Four o'clock, or rather eight bells, was always pretty dark and one had to depend more or less on the ship's lanterns, but this morning was the darkest Tandy had ever experienced. Clinging to the rail, he moved cautiously to the stern and gazed intently down into the gloom. Nothing an inch beyond his nose was visible and as for the raft and Nikobo, they might just as well not have been there.

"Kobo, Kobo, are you all right?" There was no answer to Tandy's call, but presently a huge and resounding snore rolled upward and, greatly comforted, Tandy hurried back to the Captain. Samuel Salt was busy lighting extra lanterns and as he straightened up, a hollow boom, followed by a splintering crash, sent them both sprawling to the deck. Leaping to his feet and unmindful of the glass from the shattered lanterns, Samuel seized an unbroken one and ran furiously to the rail.
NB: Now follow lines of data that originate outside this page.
//! In-memory backend and platform fakes shared by the integration tests.
#![allow(dead_code)]

use assist_core::capabilities::{
    GeolocationProvider, LocationError, PermissionState, Position,
};
use assist_core::transport::{
    AlertTransport, BookingResponseKind, BookingTransport, NotificationTransport, StatusReport,
    TransportError, TransportResult, TriggerOutcome, TriggerResponse,
};
use assist_core::{
    AlertLocation, Booking, BookingHistoryEntry, BookingId, BookingStatus, EmergencyId,
    EmergencyStatus, NotificationId, PartyInfo, UserId,
};
use async_trait::async_trait;
use std::collections::{HashMap, VecDeque};
use std::sync::atomic::{AtomicBool, AtomicUsize, Ordering};
use std::sync::{Arc, Mutex};
use std::time::Duration;
use tokio::sync::Notify;

pub fn init_tracing() {
    let _ = tracing_subscriber::fmt()
        .with_env_filter(tracing_subscriber::EnvFilter::from_default_env())
        .with_test_writer()
        .try_init();
}

#[derive(Debug, Clone)]
pub struct ServerAlert {
    pub status: EmergencyStatus,
    pub location: AlertLocation,
    pub caregiver: Option<PartyInfo>,
}

/// One backend shared by both parties, so a caregiver's acknowledge is what
/// the recipient's next poll observes.
#[derive(Default)]
pub struct InMemoryBackend {
    pub alerts: Mutex<HashMap<EmergencyId, ServerAlert>>,
    pub bookings: Mutex<HashMap<BookingId, Booking>>,
    /// Status answers served before falling back to the stored alert.
    pub scripted_status: Mutex<VecDeque<StatusReport>>,
    /// Raw trigger responses served in order; a default success otherwise.
    pub scripted_trigger: Mutex<VecDeque<serde_json::Value>>,
    pub responder_name: Mutex<Option<String>>,
    pub next_id: AtomicUsize,
    pub offline: AtomicBool,
    pub trigger_gate: Mutex<Option<Arc<Notify>>>,

    pub trigger_calls: AtomicUsize,
    pub status_calls: AtomicUsize,
    pub ack_calls: AtomicUsize,
    pub resolve_calls: AtomicUsize,
    pub mark_read_calls: AtomicUsize,
    pub booking_writes: AtomicUsize,
    pub booking_reads: AtomicUsize,
}

impl InMemoryBackend {
    pub fn new() -> Arc<Self> {
        let backend = Self::default();
        *backend.responder_name.lock().unwrap() = Some("Asha".to_string());
        Arc::new(backend)
    }

    pub fn go_offline(&self) {
        self.offline.store(true, Ordering::SeqCst);
    }

    pub fn go_online(&self) {
        self.offline.store(false, Ordering::SeqCst);
    }

    pub fn gate_triggers(&self) -> Arc<Notify> {
        let gate = Arc::new(Notify::new());
        *self.trigger_gate.lock().unwrap() = Some(gate.clone());
        gate
    }

    pub fn script_trigger(&self, body: serde_json::Value) {
        self.scripted_trigger.lock().unwrap().push_back(body);
    }

    pub fn script_status(&self, status: Option<EmergencyStatus>, responder: Option<&str>) {
        self.scripted_status.lock().unwrap().push_back(StatusReport {
            status,
            responding_party: responder.map(|n| PartyInfo {
                full_name: Some(n.to_string()),
                ..Default::default()
            }),
            ..Default::default()
        });
    }

    pub fn insert_booking(&self, booking: Booking) {
        self.bookings
            .lock()
            .unwrap()
            .insert(booking.id.clone(), booking);
    }

    pub fn booking_status(&self, id: &str) -> BookingStatus {
        self.bookings.lock().unwrap()[&BookingId::new(id)].status
    }

    pub fn set_booking_status(&self, id: &str, status: BookingStatus) {
        if let Some(b) = self.bookings.lock().unwrap().get_mut(&BookingId::new(id)) {
            b.status = status;
        }
    }

    pub fn alert_status(&self, id: &str) -> Option<EmergencyStatus> {
        self.alerts
            .lock()
            .unwrap()
            .get(&EmergencyId::new(id))
            .map(|a| a.status)
    }

    fn check_online(&self) -> TransportResult<()> {
        if self.offline.load(Ordering::SeqCst) {
            Err(TransportError::Offline("network unreachable".into()))
        } else {
            Ok(())
        }
    }

    fn not_found() -> TransportError {
        TransportError::Status {
            status: 404,
            code: None,
            message: "not found".into(),
        }
    }

    fn write_booking(&self, id: &BookingId, f: impl FnOnce(&mut Booking)) -> TransportResult<Booking> {
        self.check_online()?;
        self.booking_writes.fetch_add(1, Ordering::SeqCst);
        let mut bookings = self.bookings.lock().unwrap();
        let booking = bookings.get_mut(id).ok_or_else(Self::not_found)?;
        if booking.status.is_terminal() {
            return Err(TransportError::Status {
                status: 409,
                code: Some("conflict".into()),
                message: format!("Booking already {}", booking.status),
            });
        }
        f(booking);
        Ok(booking.clone())
    }
}

#[async_trait]
impl AlertTransport for InMemoryBackend {
    async fn trigger(&self, location: &AlertLocation) -> TransportResult<TriggerOutcome> {
        self.trigger_calls.fetch_add(1, Ordering::SeqCst);
        let gate = self.trigger_gate.lock().unwrap().clone();
        if let Some(gate) = gate {
            gate.notified().await;
        }
        self.check_online()?;

        let scripted = self.scripted_trigger.lock().unwrap().pop_front();
        let body = scripted.unwrap_or_else(|| {
            let n = self.next_id.fetch_add(1, Ordering::SeqCst) + 1;
            serde_json::json!({
                "status": "active",
                "emergency_id": format!("e{n}"),
                "caregivers_notified": 2
            })
        });
        let response: TriggerResponse = serde_json::from_value(body)
            .map_err(|e| TransportError::InvalidResponse(e.to_string()))?;
        let outcome = response.into_outcome()?;

        self.alerts.lock().unwrap().insert(
            outcome.emergency_id.clone(),
            ServerAlert {
                status: EmergencyStatus::Active,
                location: location.clone(),
                caregiver: None,
            },
        );
        Ok(outcome)
    }

    async fn status(&self, id: &EmergencyId) -> TransportResult<StatusReport> {
        self.status_calls.fetch_add(1, Ordering::SeqCst);
        self.check_online()?;
        if let Some(report) = self.scripted_status.lock().unwrap().pop_front() {
            return Ok(report);
        }
        let alerts = self.alerts.lock().unwrap();
        Ok(match alerts.get(id) {
            Some(a) => StatusReport {
                status: Some(a.status),
                responding_party: a.caregiver.clone(),
                care_recipient: Some(PartyInfo {
                    id: Some(UserId::new("cr1")),
                    full_name: Some("Ravi".into()),
                    ..Default::default()
                }),
                location: Some(a.location.clone()),
                message: None,
            },
            None => StatusReport::default(),
        })
    }

    async fn acknowledge(&self, id: &EmergencyId) -> TransportResult<()> {
        self.ack_calls.fetch_add(1, Ordering::SeqCst);
        self.check_online()?;
        let responder = self.responder_name.lock().unwrap().clone();
        let mut alerts = self.alerts.lock().unwrap();
        let alert = alerts.get_mut(id).ok_or_else(Self::not_found)?;
        if alert.status != EmergencyStatus::Active {
            return Err(TransportError::Rejected(format!(
                "Emergency already {}",
                alert.status
            )));
        }
        alert.status = EmergencyStatus::Acknowledged;
        alert.caregiver = Some(PartyInfo {
            full_name: responder,
            ..Default::default()
        });
        Ok(())
    }

    async fn resolve(&self, id: &EmergencyId) -> TransportResult<()> {
        self.resolve_calls.fetch_add(1, Ordering::SeqCst);
        self.check_online()?;
        let mut alerts = self.alerts.lock().unwrap();
        let alert = alerts.get_mut(id).ok_or_else(Self::not_found)?;
        alert.status = EmergencyStatus::Resolved;
        Ok(())
    }
}

#[async_trait]
impl NotificationTransport for InMemoryBackend {
    async fn mark_read(&self, _id: &NotificationId) -> TransportResult<()> {
        self.mark_read_calls.fetch_add(1, Ordering::SeqCst);
        self.check_online()
    }
}

#[async_trait]
impl BookingTransport for InMemoryBackend {
    async fn get(&self, id: &BookingId) -> TransportResult<Booking> {
        self.check_online()?;
        self.booking_reads.fetch_add(1, Ordering::SeqCst);
        self.bookings
            .lock()
            .unwrap()
            .get(id)
            .cloned()
            .ok_or_else(Self::not_found)
    }

    async fn respond(
        &self,
        id: &BookingId,
        response: BookingResponseKind,
        reason: Option<&str>,
    ) -> TransportResult<Booking> {
        self.write_booking(id, |b| match response {
            BookingResponseKind::Accepted => {
                b.status = BookingStatus::Accepted;
                b.caregiver_id = Some(UserId::new("cg1"));
            }
            BookingResponseKind::Rejected => {
                b.status = BookingStatus::Cancelled;
                b.cancellation_reason = reason.map(str::to_string);
            }
        })
    }

    async fn update_status(
        &self,
        id: &BookingId,
        status: BookingStatus,
        _reason: Option<&str>,
    ) -> TransportResult<Booking> {
        self.write_booking(id, |b| b.status = status)
    }

    async fn complete(&self, id: &BookingId) -> TransportResult<Booking> {
        self.write_booking(id, |b| b.status = BookingStatus::Completed)
    }

    async fn cancel(&self, id: &BookingId, reason: Option<&str>) -> TransportResult<Booking> {
        self.write_booking(id, |b| {
            b.status = BookingStatus::Cancelled;
            b.cancellation_reason = reason.map(str::to_string);
        })
    }

    async fn history(&self, _id: &BookingId) -> TransportResult<Vec<BookingHistoryEntry>> {
        self.check_online()?;
        Ok(Vec::new())
    }
}

pub fn booking(id: &str, status: BookingStatus) -> Booking {
    Booking {
        id: BookingId::new(id),
        status,
        caregiver_id: status.has_caregiver().then(|| UserId::new("cg1")),
        care_recipient_id: UserId::new("cr1"),
        scheduled_at: "2026-11-02T09:00:00Z".into(),
        duration_hours: 2.0,
        video_call_request_id: None,
        chat_session_id: None,
        cancellation_reason: None,
        updated_at: None,
    }
}

// ---------------------------------------------------------------------------
// Geolocation
// ---------------------------------------------------------------------------

pub struct FixedLocation(pub Position);

impl FixedLocation {
    pub fn at(latitude: f64, longitude: f64) -> Arc<Self> {
        Arc::new(Self(Position {
            latitude,
            longitude,
            address: None,
        }))
    }
}

#[async_trait]
impl GeolocationProvider for FixedLocation {
    async fn permission(&self) -> PermissionState {
        PermissionState::Authorized
    }

    async fn current_position(&self) -> Result<Position, LocationError> {
        Ok(self.0.clone())
    }
}

pub struct DeniedLocation;

#[async_trait]
impl GeolocationProvider for DeniedLocation {
    async fn permission(&self) -> PermissionState {
        PermissionState::Denied
    }

    async fn current_position(&self) -> Result<Position, LocationError> {
        Err(LocationError::PermissionDenied)
    }
}

/// Never produces a fix.
pub struct StuckLocation;

#[async_trait]
impl GeolocationProvider for StuckLocation {
    async fn current_position(&self) -> Result<Position, LocationError> {
        tokio::time::sleep(Duration::from_secs(3600)).await;
        Err(LocationError::Unavailable)
    }
}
"Ship ahoy! Heave to! you blasted son of a cuttle-fish lubber! You've rammed us amidships, you blasted Billygoat. Where are your lights? Why didn't ye sound the horn?" His lantern, held far over the rail, made no impression at all on the choking fog. Jumping up and running after Samuel, Tandy strained his eyes for a glimpse of the ship that had hit them, for unmistakably to his ears came the scrape and rasp of wood on wood. Yes, surely it was a ship. But no answer to Samuel's hail came out of the fog, only the swish and murmur of the sea and the rattle of wind in the rigging. But all this creaking could not come from the Crescent Moon alone. There was a ship beyond them in the fog, but where, as Samuel had demanded, were her lights and crew? Wildly Tandy, hardly knowing what to think or do, continued to blink into the maddening darkness. Ato and Roger, wakened by the horrible jolt, now came hurrying out, each waving a lantern.

"Let go the anchor, Mates," ordered Samuel in a stern voice, "we're to grips with an enemy ship, so stand by for trouble. Further shortening his sail, Samuel waited tensely for the first move from their invisible foe.

"Might be pirates," he whispered out of the corner of his mouth to Tandy, who stood close beside him grasping the scimiter that had once been Peter's. "Jump the first man aboard."